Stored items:

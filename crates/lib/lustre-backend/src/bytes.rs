pub fn into_byte_vec<T>(mut v: Vec<T>) -> Vec<u8>
where
    T: Copy,
{
    unsafe {
        let p = v.as_mut_ptr();
        let item_sizeof = std::mem::size_of::<T>();
        let len = v.len() * item_sizeof;
        let cap = v.capacity() * item_sizeof;
        std::mem::forget(v);
        Vec::from_raw_parts(p as *mut u8, len, cap)
    }
}

pub fn as_byte_slice<T>(t: &T) -> &[u8]
where
    T: Copy,
{
    unsafe { std::slice::from_raw_parts(t as *const T as *mut u8, std::mem::size_of::<T>()) }
}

**ASSIGNMENT:** Give back every entry exactly, with nothing left out.

**RESULT:**
filename crates/lib/lustre-backend/src/bytes.rs
pub fn into_byte_vec<T>(mut v: Vec<T>) -> Vec<u8>
where
    T: Copy,
{
    unsafe {
        let p = v.as_mut_ptr();
        let item_sizeof = std::mem::size_of::<T>();
        let len = v.len() * item_sizeof;
        let cap = v.capacity() * item_sizeof;
        std::mem::forget(v);
        Vec::from_raw_parts(p as *mut u8, len, cap)
    }
}

pub fn as_byte_slice<T>(t: &T) -> &[u8]
where
    T: Copy,
{
    unsafe { std::slice::from_raw_parts(t as *const T as *mut u8, std::mem::size_of::<T>()) }
}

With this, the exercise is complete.